Cross-region replication metrics

This section lists metrics used for cross-region replication.

Metric name	Description
`memorystore.googleapis.com/instance/cross_instance_replication/secondary_replication_links`	This metric shows the number of shard links between the primary and secondary instances. Within a cross-region replication group, a primary instance reports the number of cross-region replication links that it has with the secondary instances in the group. For each secondary instance, this number is expected to be equal to the number of shards. If the number drops below the number of shards, then this metric identifies the number of shards when replication stopped between the replicator and the follower. In an ideal state, this metric has the same number as the shard count for the primary instance.
`memorystore.googleapis.com/instance/cross_instance_replication/secondary_maximum_replication_offset_diff`	This metric shows the maximum replication offset difference between the primary and secondary shards.
`memorystore.googleapis.com/instance/cross_instance_replication/secondary_average_replication_offset_diff`	This metric shows the average replication offset difference between the primary and secondary shards.

Backup metrics

This section lists backup and import metrics.

Instance-level metrics

Metric name	Description
`memorystore.googleapis.com/instance/backup/last_backup_start_time`	The start time of the last backup operation.
`memorystore.googleapis.com/instance/backup/last_backup_status`	The status of the last backup operation. Statuses are `1` (success) and `0` (failure).
`memorystore.googleapis.com/instance/backup/last_backup_duration`	The duration of the last backup operation (in milliseconds).
`memorystore.googleapis.com/instance/backup/last_backup_size`	The size of the last backup (in bytes).
`memorystore.googleapis.com/instance/import/last_import_start_time`	The start time of the last import operation.
`memorystore.googleapis.com/instance/import/last_import_duration`	The duration of the last import operation(in milliseconds).

Persistence metrics

This section lists persistence metrics and provides sample use cases for persistence metrics.

RDB persistence metrics

Instance-level metrics

Metric name	Description
`memorystore.googleapis.com/instance/persistence/load_count`	The cumulative count count of loads from across the instance for AOF or RDB persistence.
`memorystore.googleapis.com/instance/persistence/rdb_saves_count`	The cumulative number of times that your instance takes an RDB snapshot (also known as save).

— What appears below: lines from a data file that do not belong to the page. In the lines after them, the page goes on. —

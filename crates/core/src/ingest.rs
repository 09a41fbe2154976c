use crate::error::{CorpusLoadError, PdfParseError};
use crate::extractor::{LopdfExtractor, PdfExtractor};
use crate::models::{Document, LoaderOptions, Metadata, METADATA_PAGE, METADATA_SOURCE, METADATA_TOTAL_PAGES};
use crate::normalize::normalize;
use serde_json::Value;
use sha2::{Digest, Sha256};
use std::fs;
use std::path::{Path, PathBuf};
use tracing::{debug, info, warn};
use walkdir::WalkDir;

pub fn discover_pdf_files(folder: &Path, recursive: bool) -> Vec<PathBuf> {
    let mut walker = WalkDir::new(folder).min_depth(1);
    if !recursive {
        walker = walker.max_depth(1);
    }

    let mut files = Vec::new();
    for entry in walker.into_iter().filter_map(|item| item.ok()) {
        if !entry.file_type().is_file() {
            continue;
        }

        let is_pdf = entry
            .path()
            .extension()
            .and_then(|ext| ext.to_str())
            .is_some_and(|ext| ext.eq_ignore_ascii_case("pdf"));

        if is_pdf {
            files.push(entry.path().to_path_buf());
        }
    }

    files.sort_unstable();
    files
}

pub fn digest_file(path: &Path) -> Result<String, std::io::Error> {
    let bytes = fs::read(path)?;
    let mut hasher = Sha256::new();
    hasher.update(&bytes);
    Ok(format!("{:x}", hasher.finalize()))
}

#[derive(Debug, Clone)]
pub struct LoadedFile {
    pub path: PathBuf,
    pub checksum: String,
    pub pages: usize,
}

#[derive(Debug, Clone)]
pub struct CorpusReport {
    pub documents: Vec<Document>,
    pub files: Vec<LoadedFile>,
    pub skipped: Vec<PdfParseError>,
}

impl CorpusReport {
    /// Digest over every loaded file path and content checksum.
    pub fn fingerprint(&self) -> String {
        let mut hasher = Sha256::new();
        for file in &self.files {
            hasher.update(file.path.to_string_lossy().as_bytes());
            hasher.update([0u8]);
            hasher.update(file.checksum.as_bytes());
            hasher.update([0u8]);
        }
        format!("{:x}", hasher.finalize())
    }
}

pub fn load_corpus(dir: &Path, options: &LoaderOptions) -> Result<CorpusReport, CorpusLoadError> {
    load_corpus_with(dir, options, &LopdfExtractor)
}

/// Load one normalized document per page from every PDF under `dir`.
///
/// Files that fail to parse are reported in [`CorpusReport::skipped`] and do
/// not abort the load unless no file at all could be read.
pub fn load_corpus_with<E: PdfExtractor + ?Sized>(
    dir: &Path,
    options: &LoaderOptions,
    extractor: &E,
) -> Result<CorpusReport, CorpusLoadError> {
    if !dir.is_dir() {
        return Err(CorpusLoadError::MissingDirectory(dir.to_path_buf()));
    }

    let files = discover_pdf_files(dir, options.recursive);
    if files.is_empty() {
        return Err(CorpusLoadError::NoPdfFiles(dir.to_path_buf()));
    }

    info!(dir = %dir.display(), files = files.len(), "loading pdf corpus");

    let mut documents = Vec::new();
    let mut loaded = Vec::new();
    let mut skipped = Vec::new();

    for path in files {
        match load_file(&path, extractor) {
            Ok((file, file_documents)) => {
                debug!(path = %path.display(), pages = file.pages, documents = file_documents.len(), "loaded pdf");
                loaded.push(file);
                documents.extend(file_documents);
            }
            Err(error) => {
                warn!(path = %error.path.display(), reason = %error.reason, "skipped pdf");
                skipped.push(error);
            }
        }
    }

    if loaded.is_empty() {
        return Err(CorpusLoadError::NoReadableFiles {
            dir: dir.to_path_buf(),
            skipped,
        });
    }

    info!(
        documents = documents.len(),
        files = loaded.len(),
        skipped = skipped.len(),
        "corpus loaded"
    );

    Ok(CorpusReport {
        documents,
        files: loaded,
        skipped,
    })
}

fn load_file<E: PdfExtractor + ?Sized>(
    path: &Path,
    extractor: &E,
) -> Result<(LoadedFile, Vec<Document>), PdfParseError> {
    let checksum = digest_file(path).map_err(|error| PdfParseError {
        path: path.to_path_buf(),
        reason: error.to_string(),
    })?;
    let pages = extractor.extract_pages(path)?;
    let total_pages = pages.len();
    let source = path.to_string_lossy().to_string();

    let documents = pages
        .into_iter()
        .filter_map(|page| {
            let content = normalize(&page.text);
            if content.is_empty() {
                return None;
            }

            let mut metadata = Metadata::new();
            metadata.insert(METADATA_SOURCE.to_string(), Value::from(source.clone()));
            metadata.insert(METADATA_PAGE.to_string(), Value::from(page.number));
            metadata.insert(METADATA_TOTAL_PAGES.to_string(), Value::from(total_pages));
            Some(Document::new(content, metadata))
        })
        .collect();

    Ok((
        LoadedFile {
            path: path.to_path_buf(),
            checksum,
            pages: total_pages,
        },
        documents,
    ))
}
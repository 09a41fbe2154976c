use anyhow::Context;
use chrono::Utc;
use clap::{Parser, Subcommand, ValueEnum};
use medibot_core::embeddings::DEFAULT_EMBEDDING_BATCH;
use medibot_core::{
    open_retriever, AnswerRenderer, ChatModel, ChunkingConfig, Embedder, GroqClient,
    HashingEmbedder, IndexPolicy, LlmConfig, LoaderOptions, QueryError, Retriever,
    RetrieverOptions, Session, StartupOptions, TeiConfig, TeiEmbedder,
    DEFAULT_EMBEDDING_DIMENSIONS, DEFAULT_EMBEDDING_MODEL, DEFAULT_LLM_BASE_URL,
    DEFAULT_LLM_MODEL,
};
use std::io::Write;
use std::path::PathBuf;
use std::process::ExitCode;
use std::sync::Arc;
use std::time::Duration;
use tokio::io::{AsyncBufReadExt, BufReader};
use tracing::info;
use tracing_subscriber::{fmt, prelude::*, EnvFilter};

#[derive(Parser)]
#[command(name = "medibot", version, about = "Medical question answering over a local PDF library")]
struct Cli {
    #[command(subcommand)]
    command: Command,

    /// Folder with the source PDFs
    #[arg(long, global = true, env = "MEDIBOT_DATA_DIR", default_value = "data")]
    data_dir: PathBuf,

    /// Folder holding the persisted vector index
    #[arg(long, global = true, env = "MEDIBOT_INDEX_DIR", default_value = "vectorstore/db_index")]
    index_dir: PathBuf,

    /// Also pick up PDFs in nested folders
    #[arg(long, global = true, env = "MEDIBOT_RECURSIVE", default_value_t = false)]
    recursive: bool,

    /// Chunk size in characters
    #[arg(long, global = true, env = "MEDIBOT_CHUNK_SIZE", default_value = "1000")]
    chunk_size: usize,

    /// Characters shared by consecutive chunks
    #[arg(long, global = true, env = "MEDIBOT_CHUNK_OVERLAP", default_value = "200")]
    chunk_overlap: usize,

    #[arg(long, global = true, env = "MEDIBOT_EMBEDDER", value_enum, default_value = "tei")]
    embedder: EmbedderKind,

    /// Text-embeddings-inference server URL
    #[arg(long, global = true, env = "MEDIBOT_EMBEDDING_URL", default_value = "http://localhost:8080")]
    embedding_url: String,

    #[arg(long, global = true, env = "MEDIBOT_EMBEDDING_MODEL", default_value = DEFAULT_EMBEDDING_MODEL)]
    embedding_model: String,

    #[arg(long, global = true, env = "MEDIBOT_EMBEDDING_DIMENSIONS", default_value_t = DEFAULT_EMBEDDING_DIMENSIONS)]
    embedding_dimensions: usize,

    #[arg(long, global = true, env = "MEDIBOT_EMBEDDING_BATCH", default_value_t = DEFAULT_EMBEDDING_BATCH)]
    embedding_batch: usize,

    /// OpenAI-compatible chat API base URL
    #[arg(long, global = true, env = "MEDIBOT_LLM_URL", default_value = DEFAULT_LLM_BASE_URL)]
    llm_url: String,

    #[arg(long, global = true, env = "MEDIBOT_LLM_MODEL", default_value = DEFAULT_LLM_MODEL)]
    llm_model: String,

    #[arg(long, global = true, env = "MEDIBOT_TEMPERATURE", default_value = "0.5")]
    temperature: f32,

    /// Chat API key
    #[arg(long, global = true, env = "GROQ_API_KEY", hide_env_values = true)]
    api_key: Option<String>,

    /// Number of passages handed to the model
    #[arg(long, global = true, env = "MEDIBOT_TOP_K", default_value = "7")]
    top_k: usize,

    /// Candidates considered before diversity re-ranking
    #[arg(long, global = true, env = "MEDIBOT_FETCH_K", default_value = "20")]
    fetch_k: usize,

    /// Relevance weight of the re-ranking, 1.0 ignores diversity
    #[arg(long, global = true, env = "MEDIBOT_MMR_LAMBDA", default_value = "0.5")]
    mmr_lambda: f32,

    #[arg(long, global = true, env = "MEDIBOT_MAX_RETRIES", default_value = "2")]
    max_retries: u32,

    /// Upper bound for one answer, in seconds
    #[arg(long, global = true, env = "MEDIBOT_TIMEOUT_SECS", default_value = "120")]
    timeout_secs: u64,

    /// Rebuild the index even if one is stored
    #[arg(long, global = true, env = "MEDIBOT_REBUILD", default_value_t = false)]
    rebuild: bool,

    /// Rebuild instead of failing when the stored index cannot be loaded
    #[arg(long, global = true, env = "MEDIBOT_REBUILD_ON_ERROR", default_value_t = false)]
    rebuild_on_error: bool,
}

#[derive(Clone, Copy, Debug, ValueEnum)]
enum EmbedderKind {
    /// Remote text-embeddings-inference server
    Tei,
    /// Offline trigram hashing, no server needed
    Hashing,
}

#[derive(Subcommand)]
enum Command {
    /// Build or load the vector index and report what it holds.
    Index,
    /// Answer one question and exit.
    Ask {
        #[arg(required = true, num_args = 1..)]
        question: Vec<String>,
    },
    /// Interactive chat; `/history` shows past turns, `/exit` quits.
    Chat,
}

impl Cli {
    fn startup_options(&self) -> StartupOptions {
        StartupOptions {
            loader: LoaderOptions {
                recursive: self.recursive,
            },
            chunking: ChunkingConfig {
                chunk_size: self.chunk_size,
                chunk_overlap: self.chunk_overlap,
            },
            retriever: RetrieverOptions {
                k: self.top_k,
                fetch_k: self.fetch_k,
                lambda: self.mmr_lambda,
            },
            policy: IndexPolicy {
                force_rebuild: self.rebuild,
                rebuild_on_load_error: self.rebuild_on_error,
            },
        }
    }

    fn embedder(&self) -> anyhow::Result<Arc<dyn Embedder>> {
        Ok(match self.embedder {
            EmbedderKind::Hashing => Arc::new(HashingEmbedder::new(self.embedding_dimensions)),
            EmbedderKind::Tei => Arc::new(TeiEmbedder::new(TeiConfig {
                base_url: self.embedding_url.clone(),
                model: self.embedding_model.clone(),
                dimensions: self.embedding_dimensions,
                batch_size: self.embedding_batch,
            })?),
        })
    }

    fn chat_model(&self) -> anyhow::Result<Arc<dyn ChatModel>> {
        let api_key = self
            .api_key
            .clone()
            .filter(|key| !key.trim().is_empty())
            .context("no chat API key: set GROQ_API_KEY or pass --api-key")?;

        let config = LlmConfig {
            base_url: self.llm_url.clone(),
            model: self.llm_model.clone(),
            temperature: self.temperature,
            max_retries: self.max_retries,
            request_timeout: Duration::from_secs(self.timeout_secs),
            ..LlmConfig::new(api_key)
        };
        Ok(Arc::new(GroqClient::new(config)?))
    }

    async fn retriever(&self) -> anyhow::Result<Retriever> {
        let (retriever, summary) = open_retriever(
            &self.data_dir,
            &self.index_dir,
            self.embedder()?,
            &self.startup_options(),
        )
        .await
        .with_context(|| format!("failed to prepare knowledge base from {}", self.data_dir.display()))?;

        info!(
            files = summary.files,
            skipped = summary.skipped,
            chunks = summary.chunks,
            indexed = summary.indexed,
            "knowledge base ready"
        );
        Ok(retriever)
    }
}

/// Writes answer fragments to stdout as they arrive.
struct TerminalRenderer;

impl AnswerRenderer for TerminalRenderer {
    fn fragment(&mut self, fragment: &str, _answer_so_far: &str) {
        let mut stdout = std::io::stdout().lock();
        let _ = stdout.write_all(fragment.as_bytes());
        let _ = stdout.flush();
    }

    fn finish(&mut self, _answer: &str) {
        println!();
    }

    fn error(&mut self, message: &str) {
        println!();
        eprintln!("error: {message}");
    }
}

#[tokio::main]
async fn main() -> anyhow::Result<ExitCode> {
    let app_version = env!("CARGO_PKG_VERSION");

    tracing_subscriber::registry()
        .with(EnvFilter::from_default_env())
        .with(fmt::layer().with_writer(std::io::stderr))
        .init();

    let cli = Cli::parse();
    info!(
        version = app_version,
        started_at = %Utc::now().to_rfc3339(),
        "medibot boot"
    );

    match &cli.command {
        Command::Index => {
            let retriever = cli.retriever().await?;
            let index = retriever.index();
            println!(
                "{} chunks indexed with {} ({} dimensions), built at {}",
                index.len(),
                index.model_id(),
                index.dimensions(),
                index.built_at().to_rfc3339()
            );
        }
        Command::Ask { question } => {
            let model = cli.chat_model()?;
            let retriever = Arc::new(cli.retriever().await?);
            let mut session = Session::new(retriever, model);

            if session
                .handle_query(&question.join(" "), &mut TerminalRenderer)
                .await
                .is_err()
            {
                return Ok(ExitCode::FAILURE);
            }
        }
        Command::Chat => {
            let model = cli.chat_model()?;
            let retriever = Arc::new(cli.retriever().await?);
            let mut session = Session::new(retriever, model);
            run_chat(&mut session).await?;
        }
    }

    Ok(ExitCode::SUCCESS)
}

async fn run_chat(session: &mut Session) -> anyhow::Result<()> {
    println!("Ask a medical question. /history shows past turns, /exit quits.");
    let mut lines = BufReader::new(tokio::io::stdin()).lines();

    loop {
        print!("> ");
        std::io::stdout().flush()?;

        let Some(line) = lines.next_line().await? else {
            break;
        };
        match line.trim() {
            "" => continue,
            "/exit" | "/quit" => break,
            "/history" => {
                if session.history().is_empty() {
                    println!("(no questions yet)");
                }
                for (number, turn) in session.history().iter().enumerate() {
                    println!("[{}] Q: {}\n    A: {}", number + 1, turn.question, turn.answer);
                }
            }
            question => match session.handle_query(question, &mut TerminalRenderer).await {
                Ok(_) | Err(QueryError::EmptyInput) => {}
                Err(_) => println!("(the question was not added to the history)"),
            },
        }
    }

    session.end();
    Ok(())
}
use crate::models::ScoredChunk;

/// Reply the model is told to give for questions outside medicine.
pub const REFUSAL_MESSAGE: &str =
    "I'm trained only to answer medical and health-related questions. Please ask something in that domain.";

pub fn build_context(hits: &[ScoredChunk]) -> String {
    hits.iter()
        .map(|hit| hit.chunk.content.as_str())
        .collect::<Vec<_>>()
        .join("\n\n")
}

/// Fills the fixed assistant template with retrieved context and the question.
///
/// Domain restriction is a soft guardrail: it relies on the model following
/// the instruction.
pub fn build_prompt(context: &str, question: &str) -> String {
    format!(
        "You are Medibot, a trustworthy AI **medical** assistant.\n\
         Only answer questions related to medicine, health, diseases, symptoms, treatment, anatomy, or healthcare.\n\
         Do NOT answer questions outside the medical domain. If the question is unrelated, respond:\n\
         \"{REFUSAL_MESSAGE}\"\n\
         Here is the relevant medical context from trusted sources:\n\
         {context}\n\
         Below is the user question:\n\
         Question: {question}\n\
         Answer:"
    )
}

#[cfg(test)]
mod tests {
    use super::*;
    use crate::models::{Chunk, Metadata};

    fn hit(content: &str) -> ScoredChunk {
        ScoredChunk {
            chunk: Chunk {
                content: content.to_string(),
                metadata: Metadata::new(),
                start_index: 0,
            },
            score: 0.9,
        }
    }

    #[test]
    fn context_joins_chunks_with_blank_lines() {
        let context = build_context(&[hit("first"), hit("second")]);
        assert_eq!(context, "first\n\nsecond");
        assert_eq!(build_context(&[]), "");
    }

    #[test]
    fn prompt_places_context_before_question() {
        let prompt = build_prompt("Aspirin is a blood thinner.", "What is aspirin?");

        let context_at = prompt.find("Aspirin is a blood thinner.");
        let question_at = prompt.find("Question: What is aspirin?");
        assert!(matches!((context_at, question_at), (Some(c), Some(q)) if c < q));
        assert!(prompt.starts_with("You are Medibot"));
        assert!(prompt.ends_with("Answer:"));
    }

    #[test]
    fn out_of_domain_question_still_carries_refusal_instruction() {
        let prompt = build_prompt("", "Who won the 2018 World Cup?");
        assert!(prompt.contains(&format!("\"{REFUSAL_MESSAGE}\"")));
        assert!(prompt.contains("Do NOT answer questions outside the medical domain"));
    }
}
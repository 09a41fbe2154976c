use regex::Regex;
use std::sync::OnceLock;

fn hyphen_break() -> &'static Regex {
    static RE: OnceLock<Regex> = OnceLock::new();
    RE.get_or_init(|| Regex::new(r"-\s*\n\s*").expect("static pattern"))
}

fn space_run() -> &'static Regex {
    static RE: OnceLock<Regex> = OnceLock::new();
    RE.get_or_init(|| Regex::new(r" {2,}").expect("static pattern"))
}

fn newline_run() -> &'static Regex {
    static RE: OnceLock<Regex> = OnceLock::new();
    RE.get_or_init(|| Regex::new(r"\n{2,}").expect("static pattern"))
}

/// Clean text extracted from a PDF page.
///
/// Joins words split by a line-end hyphen, turns lone line breaks into
/// spaces, squeezes repeated spaces, keeps paragraph breaks as exactly one
/// blank line, and trims the result.
pub fn normalize(raw: &str) -> String {
    let text = raw.replace('\r', "");
    let text = hyphen_break().replace_all(&text, "");
    let text = join_single_newlines(&text);
    let text = space_run().replace_all(&text, " ");
    let text = newline_run().replace_all(&text, "\n\n");
    text.trim().to_string()
}

fn join_single_newlines(text: &str) -> String {
    let chars: Vec<char> = text.chars().collect();
    let mut joined = String::with_capacity(text.len());

    for (index, &c) in chars.iter().enumerate() {
        if c != '\n' {
            joined.push(c);
            continue;
        }

        let prev_is_newline = index > 0 && chars[index - 1] == '\n';
        let next_is_newline = chars.get(index + 1) == Some(&'\n');
        if prev_is_newline || next_is_newline {
            joined.push('\n');
        } else {
            joined.push(' ');
        }
    }

    joined
}
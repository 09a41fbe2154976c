use crate::embeddings::Embedder;
use crate::error::{IndexError, IndexLoadError};
use crate::index::VectorIndex;
use crate::models::{RetrieverOptions, ScoredChunk};
use std::sync::Arc;
use tracing::debug;

/// Diversity-aware top-k search over a built index.
pub struct Retriever {
    index: Arc<VectorIndex>,
    embedder: Arc<dyn Embedder>,
    options: RetrieverOptions,
}

impl Retriever {
    /// Fails when `embedder` is not the one the index was built with.
    pub fn new(
        index: Arc<VectorIndex>,
        embedder: Arc<dyn Embedder>,
        options: RetrieverOptions,
    ) -> Result<Self, IndexLoadError> {
        index.check_embedder(embedder.as_ref())?;
        Ok(Self {
            index,
            embedder,
            options,
        })
    }

    pub fn options(&self) -> RetrieverOptions {
        self.options
    }

    pub fn index(&self) -> &VectorIndex {
        &self.index
    }

    pub async fn retrieve(&self, query: &str) -> Result<Vec<ScoredChunk>, IndexError> {
        let query_vector = self.embedder.embed(query).await?;
        let hits = self
            .index
            .search(&query_vector, self.options.k, self.options.search_mode())?;
        debug!(query_len = query.len(), hits = hits.len(), "retrieved context");
        Ok(hits)
    }
}
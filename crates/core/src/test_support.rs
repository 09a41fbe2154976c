use std::sync::Arc;
use tokio::io::{AsyncReadExt, AsyncWriteExt};
use tokio::net::{TcpListener, TcpStream};
use tokio::sync::Mutex;

/// HTTP server answering one canned response per connection, in order.
pub(crate) struct MockServer {
    pub(crate) base_url: String,
    requests: Arc<Mutex<Vec<String>>>,
}

impl MockServer {
    pub(crate) async fn requests(&self) -> Vec<String> {
        self.requests.lock().await.clone()
    }
}

pub(crate) async fn serve_once(
    responses: Vec<(u16, &'static str, String)>,
) -> std::io::Result<MockServer> {
    let listener = TcpListener::bind("127.0.0.1:0").await?;
    let addr = listener.local_addr()?;
    let requests = Arc::new(Mutex::new(Vec::new()));
    let recorded = requests.clone();

    tokio::spawn(async move {
        for (status, content_type, body) in responses {
            let Ok((mut socket, _)) = listener.accept().await else {
                return;
            };
            let request = read_request(&mut socket).await.unwrap_or_default();
            recorded.lock().await.push(request);

            let response = format!(
                "HTTP/1.1 {status} {}\r\ncontent-type: {content_type}\r\ncontent-length: {}\r\nconnection: close\r\n\r\n{body}",
                reason(status),
                body.len()
            );
            let _ = socket.write_all(response.as_bytes()).await;
            let _ = socket.shutdown().await;
        }
    });

    Ok(MockServer {
        base_url: format!("http://{addr}"),
        requests,
    })
}

async fn read_request(socket: &mut TcpStream) -> std::io::Result<String> {
    let mut buffer = Vec::new();
    let mut chunk = [0u8; 4096];

    loop {
        let read = socket.read(&mut chunk).await?;
        if read == 0 {
            break;
        }
        buffer.extend_from_slice(&chunk[..read]);

        let text = String::from_utf8_lossy(&buffer);
        if let Some(header_end) = text.find("\r\n\r\n") {
            let content_length = text[..header_end]
                .lines()
                .filter_map(|line| line.split_once(':'))
                .find(|(name, _)| name.trim().eq_ignore_ascii_case("content-length"))
                .and_then(|(_, value)| value.trim().parse::<usize>().ok())
                .unwrap_or(0);
            if buffer.len() >= header_end + 4 + content_length {
                break;
            }
        }
    }

    Ok(String::from_utf8_lossy(&buffer).to_string())
}

fn reason(status: u16) -> &'static str {
    match status {
        200 => "OK",
        401 => "Unauthorized",
        429 => "Too Many Requests",
        500 => "Internal Server Error",
        503 => "Service Unavailable",
        _ => "Status",
    }
}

This metric has a `status_code` field. To check if a snapshot fails, you can filter the `status_code` field for the following error: `3 - INTERNAL ERROR`.
`memorystore.googleapis.com/instance/persistence/rdb_last_success_ages`	A distribution snapshot age for all nodes across the instance. You want to see the distribution have values that have less lag time (or the same time) than your snapshot frequency.
`memorystore.googleapis.com/instance/persistence/rejected_writes_count`	The cumulative count of denied write commands across the instance because of a failure to persist.

Node-level metrics

Metric name	Description
`memorystore.googleapis.com/instance/node/persistence/rdb_bgsave_in_progress`	An `RDB BGSAVE` is in progress on the instance node. `TRUE` means that the save is in progress.
`memorystore.googleapis.com/instance/node/persistence/rdb_last_bgsave_status`	The success of the last `BGSAVE` on the instance node. `TRUE` means that a successful `BGSAVE` occurs. If no `bgrewrite` occurs. then the value might default to `TRUE`.
`memorystore.googleapis.com/instance/node/persistence/rdb_saves_count`	The metric shows the cumulative number of RDB saves run on the instance node.
`memorystore.googleapis.com/instance/node/persistence/rdb_last_save_age`	The time (in seconds) since the last successful snapshot.
`memorystore.googleapis.com/instance/node/persistence/rdb_next_save_time_until`	The time remaining (in seconds) until the next snapshot.
`memorystore.googleapis.com/instance/node/persistence/current_save_keys_total`	The number of keys in the RDB save that runs on the instance node.

AOF persistence metrics

Instance-level metrics

Metric name	Description
`memorystore.googleapis.com/instance/persistence/aof_fsync_lags`	This metric shows a distribution of the lag (from data write to durable storage sync) for all nodes in the instance. It is only emitted for instances with appendfsync=everysec. Ideally you want to see the distribution have values that have less lag time (or the same time) than your AOF sync frequency.
`memorystore.googleapis.com/instance/persistence/aof_rewrite_count`	This metric shows the cumulative number of times for your instance that a node has triggered an AOF rewrite. This metric has a `status_code` field. To check if AOF rewrites are failing, you can filter the `status_code` field for the following error: 3 - INTERNAL_ERROR

Node-level metrics

Metric name	Description
`memorystore.googleapis.com/instance/node/persistence/aof_last_write_status`	This metrics shows the success of the most recent AOF write on the instance node. TRUE means success, if no write has occurred the value may default to TRUE.
`memorystore.googleapis.com/instance/node/persistence/aof_last_bgrewrite_status`	This metric shows the success of the last AOF bgrewrite operation on the instance node. TRUE means success, if no bgrewrite has occurred the value may default to TRUE.
`memorystore.googleapis.com/instance/node/persistence/aof_fsync_lag`	This metric shows the AOF lag between memory and persistent store in the instance node. It is only applicable for AOF enabled instances where appendfsync=EVERYSEC
`memorystore.googleapis.com/instance/node/persistence/aof_rewrites_count`	This metric shows the count of AOF rewrites in the instance node. To check if AOF rewrites are failing, you can filter the `status_code` field for the following error: 3 - INTERNAL_ERROR
`memorystore.googleapis.com/instance/node/persistence/aof_fsync_errors_count`	This metric shows the count of AOF fsync() call errors and is only applicable for AOF enabled instances where appendfsync=EVERYSEC\|ALWAYS.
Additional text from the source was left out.